PROBLEM TO WORK ON:
Every line that includes the word "contains" needs to be copied from the listing.

DATA FOR REVIEW:

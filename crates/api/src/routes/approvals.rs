//! Approval action routes.
//!
//! Both endpoints answer every "wrong expense" case with the same 404 so a
//! caller cannot tell a missing expense from one assigned to someone else.

use axum::{
    Json, Router,
    extract::{Path, State},
    response::{IntoResponse, Response},
    routing::post,
};
use reimburse_core::approval::{ApprovalDecision, UserRole};
use serde::Deserialize;
use uuid::Uuid;

use crate::error::{repository_error_response, validation_error};
use crate::{AppState, middleware::AuthUser};

/// Creates the approval routes.
pub fn routes() -> Router<AppState> {
    Router::new()
        .route("/approvals/{expense_id}/action", post(act_on_expense))
        .route("/approvals/{expense_id}/override", post(override_expense))
}

/// Request body for an approval decision.
#[derive(Debug, Deserialize)]
pub struct ApprovalActionRequest {
    /// `approved` or `rejected`.
    pub action: String,
    /// Optional note stored in the history.
    pub comments: Option<String>,
}

fn parse_decision(action: &str) -> Result<ApprovalDecision, Response> {
    ApprovalDecision::parse(action.trim())
        .ok_or_else(|| validation_error("action must be 'approved' or 'rejected'"))
}

/// POST `/approvals/{expense_id}/action` - Approve or reject as the current approver.
async fn act_on_expense(
    State(state): State<AppState>,
    auth: AuthUser,
    Path(expense_id): Path<Uuid>,
    Json(payload): Json<ApprovalActionRequest>,
) -> Response {
    if let Err(response) = auth.require_role(&[UserRole::Manager, UserRole::Admin]) {
        return response;
    }
    let decision = match parse_decision(&payload.action) {
        Ok(decision) => decision,
        Err(response) => return response,
    };

    match state
        .approvals()
        .act(&auth.actor(), expense_id, decision, payload.comments)
        .await
    {
        Ok(expense) => Json(expense).into_response(),
        Err(e) => repository_error_response(&e),
    }
}

/// POST `/approvals/{expense_id}/override` - Force a decision. Admins only.
async fn override_expense(
    State(state): State<AppState>,
    auth: AuthUser,
    Path(expense_id): Path<Uuid>,
    Json(payload): Json<ApprovalActionRequest>,
) -> Response {
    let decision = match parse_decision(&payload.action) {
        Ok(decision) => decision,
        Err(response) => return response,
    };

    match state
        .approvals()
        .override_decision(
            &auth.actor(),
            expense_id,
            decision,
            payload.comments.as_deref(),
        )
        .await
    {
        Ok(expense) => Json(expense).into_response(),
        Err(e) => repository_error_response(&e),
    }
}
//! Postgres enum types.

use sea_orm::entity::prelude::*;
use serde::{Deserialize, Serialize};

#[derive(Debug, Clone, Copy, PartialEq, Eq, EnumIter, DeriveActiveEnum, Serialize, Deserialize)]
#[sea_orm(rs_type = "String", db_type = "Enum", enum_name = "user_role")]
pub enum UserRole {
    #[sea_orm(string_value = "employee")]
    Employee,
    #[sea_orm(string_value = "manager")]
    Manager,
    #[sea_orm(string_value = "admin")]
    Admin,
}

#[derive(Debug, Clone, Copy, PartialEq, Eq, EnumIter, DeriveActiveEnum, Serialize, Deserialize)]
#[sea_orm(rs_type = "String", db_type = "Enum", enum_name = "expense_status")]
pub enum ExpenseStatus {
    #[sea_orm(string_value = "pending")]
    Pending,
    #[sea_orm(string_value = "approved")]
    Approved,
    #[sea_orm(string_value = "rejected")]
    Rejected,
    #[sea_orm(string_value = "escalated")]
    Escalated,
}

#[derive(Debug, Clone, Copy, PartialEq, Eq, EnumIter, DeriveActiveEnum, Serialize, Deserialize)]
#[sea_orm(rs_type = "String", db_type = "Enum", enum_name = "approval_action")]
pub enum ApprovalAction {
    #[sea_orm(string_value = "approved")]
    Approved,
    #[sea_orm(string_value = "rejected")]
    Rejected,
    #[sea_orm(string_value = "escalated")]
    Escalated,
}

#[derive(Debug, Clone, Copy, PartialEq, Eq, EnumIter, DeriveActiveEnum, Serialize, Deserialize)]
#[sea_orm(rs_type = "String", db_type = "Enum", enum_name = "approval_rule_type")]
pub enum ApprovalRuleType {
    #[sea_orm(string_value = "percentage")]
    Percentage,
    #[sea_orm(string_value = "specific_approver")]
    SpecificApprover,
    #[sea_orm(string_value = "hybrid")]
    Hybrid,
}
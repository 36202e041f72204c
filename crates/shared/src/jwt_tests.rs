//! Unit tests for JWT functionality.

use chrono::{Duration, Utc};
use jsonwebtoken::{EncodingKey, Header, encode};
use uuid::Uuid;

use crate::auth::Claims;
use crate::jwt::{JwtConfig, JwtError, JwtService};

fn create_test_service() -> JwtService {
    JwtService::new(JwtConfig {
        secret: "test-secret-key-for-testing".to_string(),
        access_token_expires_minutes: 15,
    })
}

#[test]
fn test_claims_new_sets_correct_fields() {
    let user_id = Uuid::new_v4();
    let company_id = Uuid::new_v4();
    let expires_at = Utc::now() + Duration::hours(1);

    let claims = Claims::new(user_id, company_id, "manager", expires_at);

    assert_eq!(claims.sub, user_id);
    assert_eq!(claims.user_id(), user_id);
    assert_eq!(claims.company_id(), company_id);
    assert_eq!(claims.role, "manager");
    assert!(claims.iat <= Utc::now().timestamp());
    assert_eq!(claims.exp, expires_at.timestamp());
}

#[test]
fn test_generate_and_validate_token() {
    let service = create_test_service();
    let user_id = Uuid::new_v4();
    let company_id = Uuid::new_v4();

    let token = service
        .generate_access_token(user_id, company_id, "admin")
        .unwrap();
    let claims = service.validate_token(&token).unwrap();

    assert_eq!(claims.user_id(), user_id);
    assert_eq!(claims.company_id(), company_id);
    assert_eq!(claims.role, "admin");
}

#[test]
fn test_invalid_token() {
    let service = create_test_service();
    let result = service.validate_token("invalid.token.here");
    assert!(matches!(result, Err(JwtError::DecodingError(_))));
}

#[test]
fn test_token_signed_with_other_secret_is_rejected() {
    let other = JwtService::new(JwtConfig {
        secret: "another-secret".to_string(),
        access_token_expires_minutes: 15,
    });
    let token = other
        .generate_access_token(Uuid::new_v4(), Uuid::new_v4(), "employee")
        .unwrap();

    assert!(create_test_service().validate_token(&token).is_err());
}

#[test]
fn test_expired_token() {
    let claims = Claims::new(
        Uuid::new_v4(),
        Uuid::new_v4(),
        "employee",
        Utc::now() - Duration::hours(2),
    );
    let token = encode(
        &Header::default(),
        &claims,
        &EncodingKey::from_secret(b"test-secret-key-for-testing"),
    )
    .unwrap();

    let result = create_test_service().validate_token(&token);
    assert!(matches!(result, Err(JwtError::Expired)));
}

#[test]
fn test_debug_hides_keys() {
    let rendered = format!("{:?}", create_test_service());
    assert!(rendered.contains("[hidden]"));
    assert!(!rendered.contains("test-secret-key-for-testing"));
}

RESPONSE FOR THIS EXERCISE:
    assert!(rendered.contains("[hidden]"));
    assert!(!rendered.contains("test-secret-key-for-testing"));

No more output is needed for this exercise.